[Stored data]
━━━

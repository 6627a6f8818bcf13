//! Minimal HTTP/1.1 server that supports Range GET for integration tests.
//!
//! Serves a fixed set of static files by path. Responds to GET with a
//! `Range: bytes=X-Y` header with 206 Partial Content and records every
//! Range header it receives.

use std::collections::HashMap;
use std::io::{Read, Write};
use std::net::TcpListener;
use std::sync::{Arc, Mutex};
use std::thread;

#[derive(Debug, Clone, Copy)]
pub struct RangeServerOptions {
    /// If false, GET ignores Range and always returns 200 with the full body.
    pub support_ranges: bool,
    /// Bytes dropped from the end of every 206 body (simulates short reads).
    pub truncate_by: usize,
}

impl Default for RangeServerOptions {
    fn default() -> Self {
        Self {
            support_ranges: true,
            truncate_by: 0,
        }
    }
}

pub struct RangeServer {
    /// e.g. "http://127.0.0.1:12345"
    pub base_url: String,
    ranges: Arc<Mutex<Vec<String>>>,
}

impl RangeServer {
    pub fn url(&self, path: &str) -> String {
        format!("{}/{}", self.base_url, path.trim_start_matches('/'))
    }

    /// Range header values received so far, in arrival order.
    pub fn ranges(&self) -> Vec<String> {
        self.ranges.lock().unwrap().clone()
    }
}

/// Starts a server in a background thread serving `files`. The server runs
/// until the process exits.
pub fn start(files: Vec<(&str, Vec<u8>)>) -> RangeServer {
    start_with_options(files, RangeServerOptions::default())
}

/// Like `start` but allows customizing server behavior.
pub fn start_with_options(files: Vec<(&str, Vec<u8>)>, opts: RangeServerOptions) -> RangeServer {
    let listener = TcpListener::bind("127.0.0.1:0").expect("bind");
    let port = listener.local_addr().unwrap().port();
    let files: Arc<HashMap<String, Vec<u8>>> = Arc::new(
        files
            .into_iter()
            .map(|(path, body)| (format!("/{}", path.trim_start_matches('/')), body))
            .collect(),
    );
    let ranges = Arc::new(Mutex::new(Vec::new()));

    let seen = Arc::clone(&ranges);
    thread::spawn(move || {
        for stream in listener.incoming().flatten() {
            let files = Arc::clone(&files);
            let seen = Arc::clone(&seen);
            thread::spawn(move || handle(stream, &files, &seen, opts));
        }
    });

    RangeServer {
        base_url: format!("http://127.0.0.1:{}", port),
        ranges,
    }
}

fn handle(
    mut stream: std::net::TcpStream,
    files: &HashMap<String, Vec<u8>>,
    seen: &Mutex<Vec<String>>,
    opts: RangeServerOptions,
) {
    let _ = stream.set_read_timeout(Some(std::time::Duration::from_secs(2)));
    let _ = stream.set_write_timeout(Some(std::time::Duration::from_secs(2)));
    let mut buf = [0u8; 8192];
    let n = match stream.read(&mut buf) {
        Ok(0) => return,
        Ok(n) => n,
        Err(_) => return,
    };
    let request = match std::str::from_utf8(&buf[..n]) {
        Ok(s) => s,
        Err(_) => return,
    };
    let (method, path, range_header) = parse_request(request);
    if let Some(value) = &range_header {
        seen.lock().unwrap().push(value.clone());
    }

    if !method.eq_ignore_ascii_case("GET") {
        let _ = stream.write_all(b"HTTP/1.1 405 Method Not Allowed\r\nContent-Length: 0\r\nConnection: close\r\n\r\n");
        return;
    }

    let Some(body) = files.get(path) else {
        let _ = stream.write_all(b"HTTP/1.1 404 Not Found\r\nContent-Length: 0\r\nConnection: close\r\n\r\n");
        return;
    };

    let total = body.len() as u64;
    let range = range_header.as_deref().and_then(parse_range);
    let (status, slice): (&str, &[u8]) = match range {
        Some((start, end_incl)) if opts.support_ranges => {
            let end_incl = end_incl.min(total.saturating_sub(1));
            if start > end_incl || start >= total {
                ("416 Range Not Satisfiable", &body[0..0])
            } else {
                let slice = &body[start as usize..=end_incl as usize];
                let keep = slice.len().saturating_sub(opts.truncate_by);
                ("206 Partial Content", &slice[..keep])
            }
        }
        _ => ("200 OK", body.as_slice()),
    };

    let response = format!(
        "HTTP/1.1 {}\r\nContent-Length: {}\r\nAccept-Ranges: bytes\r\nConnection: close\r\n\r\n",
        status,
        slice.len()
    );
    let _ = stream.write_all(response.as_bytes());
    let _ = stream.write_all(slice);
}

/// Returns (method, path, Range header value).
fn parse_request(request: &str) -> (&str, &str, Option<String>) {
    let mut lines = request.lines();
    let mut first = lines.next().unwrap_or("").split_whitespace();
    let method = first.next().unwrap_or("");
    let path = first.next().unwrap_or("/");

    let mut range = None;
    for line in lines {
        let line = line.trim();
        if line.is_empty() {
            break;
        }
        if let Some((name, value)) = line.split_once(':') {
            if name.trim().eq_ignore_ascii_case("range") {
                range = Some(value.trim().to_string());
            }
        }
    }
    (method, path, range)
}

/// Parse `bytes=X-Y` into (start, end_inclusive).
fn parse_range(value: &str) -> Option<(u64, u64)> {
    let part = value.strip_prefix("bytes=")?;
    let (a, b) = part.split_once('-')?;
    Some((a.trim().parse().ok()?, b.trim().parse().ok()?))
}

━━━

→ **WHAT IS REQUIRED**
The lines that contain the word "next" are wanted; copy each of them from the records.

→ **RESULT BELOW**
    let mut first = lines.next().unwrap_or("").split_whitespace();
    let method = first.next().unwrap_or("");
    let path = first.next().unwrap_or("/");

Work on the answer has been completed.